Les consommateurs se sentent exclus par la terminologie employée dans l’étiquetage nutritionnel. Ils ont besoin de termes dont ils connaissent la signification, qui les aideront à distinguer les données importantes. La nutrition est une science, mais la plupart des consommateurs ne sont pas des scientifiques. Qu’est-ce que le « sodium » ? Est-ce la même chose que le « sel » ? Qu’est-ce que les acides gras polyinsaturés ? Qu’est-ce que les acides gras trans ? Sont-ils tous aussi bons ou mauvais pour vous ? Comment le savoir ? S’ils se rendent bien compte que tout ne peut pas figurer sur l’étiquette, les consommateurs ont cependant besoin d’avoir accès à des données supplémentaires qui les aideront à comprendre comment traduire en actions les informations nutritionnelles. Là encore, la clarté, la structure et la cohérence sont très importantes.

La confiance

Les consommateurs ont besoin de recevoir l’assurance que les informations apportées par les étiquettes sont issues de sources fiables. Il doit être possible de déterminer clairement d’où proviennent ces informations et qui les a fournies ou les cautionne.

Une nouvelle orientation ?

Il se pourrait donc que l’essentiel du débat actuel sur l’étiquetage ne tienne pas compte des besoins des consommateurs. Notre étude suggère qu’un plus grand nombre de chiffres, des listes plus longues, des informations plus étoffées n’auront pas pour effet, comme il est souhaité, de favoriser un régime alimentaire sain. Avant de pouvoir comprendre d’autres notions, les consommateurs ont besoin de davantage de connaissances et doivent être en mesure d’appliquer ces connaissances de manière judicieuse.

Ils ont besoin de références compréhensibles et accessibles, cautionnées par une autorité compétente et digne de confiance. Ils ont besoin d’informations simples et faciles à utiliser dans le cadre de leur consommation alimentaire quotidienne.

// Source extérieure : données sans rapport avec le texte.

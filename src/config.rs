use std::path::PathBuf;
use std::time::Duration;

use serde::{Deserialize, Serialize};

use crate::editor::InteractionMode;
use crate::processing::pool::DEFAULT_POOL_SIZE;
use crate::session::{DEFAULT_DEBOUNCE, PreviewBackend, SessionSettings};
use crate::state::{DEFAULT_RESULT_SIZE, MAX_RESULT_DIM, ResultSizePolicy};

const MAX_WORKERS: usize = 64;

#[derive(Debug, Default, Serialize, Deserialize)]
/// Persisted UI/application settings for Photo Cutter.
pub struct AppConfig {
    pub window_width: Option<f32>,
    pub window_height: Option<f32>,
    pub last_open_path: Option<PathBuf>,
    pub export_dir: Option<PathBuf>,
    pub preview_backend: Option<String>,
    pub interaction_mode: Option<InteractionMode>,
    /// `"fixed"` or `"half"`.
    pub result_size: Option<String>,
    pub fixed_result_size: Option<u32>,
    pub worker_count: Option<usize>,
    pub debounce_ms: Option<u64>,
}

impl AppConfig {
    /// Returns the user config file path, if a config directory is available.
    pub fn config_path() -> Option<PathBuf> {
        dirs::config_dir().map(|d| d.join("photo-cutter").join("config.toml"))
    }

    /// Loads config from disk, falling back to defaults on any error.
    pub fn load() -> Self {
        let Some(path) = Self::config_path() else {
            return Self::default();
        };
        let Ok(contents) = std::fs::read_to_string(&path) else {
            return Self::default();
        };
        Self::parse(&contents)
    }

    fn parse(contents: &str) -> Self {
        toml::from_str(contents).unwrap_or_else(|err| {
            tracing::warn!("ignoring unreadable config: {err}");
            Self::default()
        })
    }

    /// Writes config to disk, ignoring filesystem/serialization errors.
    pub fn save(&self) {
        let Some(path) = Self::config_path() else {
            return;
        };
        if let Some(parent) = path.parent() {
            let _ = std::fs::create_dir_all(parent);
        }
        if let Ok(s) = toml::to_string_pretty(self) {
            let _ = std::fs::write(&path, s);
        }
    }

    pub fn size_policy(&self) -> ResultSizePolicy {
        let fixed = self
            .fixed_result_size
            .unwrap_or(DEFAULT_RESULT_SIZE)
            .clamp(1, MAX_RESULT_DIM);
        match self.result_size.as_deref().map(str::trim) {
            Some(raw) if raw.eq_ignore_ascii_case("half") => ResultSizePolicy::HalfSource,
            _ => ResultSizePolicy::Fixed(fixed),
        }
    }

    pub fn set_size_policy(&mut self, policy: ResultSizePolicy) {
        match policy {
            ResultSizePolicy::Fixed(size) => {
                self.result_size = Some("fixed".to_string());
                self.fixed_result_size = Some(size);
            }
            ResultSizePolicy::HalfSource => self.result_size = Some("half".to_string()),
        }
    }

    /// Engine settings with out-of-range values pulled back to sane bounds.
    pub fn session_settings(&self, backend: PreviewBackend) -> SessionSettings {
        SessionSettings {
            backend,
            mode: self.interaction_mode.unwrap_or_default(),
            size_policy: self.size_policy(),
            worker_count: self
                .worker_count
                .unwrap_or(DEFAULT_POOL_SIZE)
                .clamp(1, MAX_WORKERS),
            debounce: self
                .debounce_ms
                .map(|ms| Duration::from_millis(ms.min(2000)))
                .unwrap_or(DEFAULT_DEBOUNCE),
        }
    }
}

La terminologie de l’étiquetage actuel est susceptible d’amélioration à de nombreux égards. Cependant, tant que les consommateurs n’auront pas une compréhension élémentaire des règles et du vocabulaire relatifs à la nutrition, les informations figurant sur les étiquettes ne seront d’aucune utilité. Il existe donc un besoin immédiat d’amélioration de la formation et des connaissances en matière de nutrition. Il s’agit là d’un défi de taille pour les gouvernements, les éducateurs, les professionnels de la santé et l’ensemble des opérateurs de la chaîne alimentaire.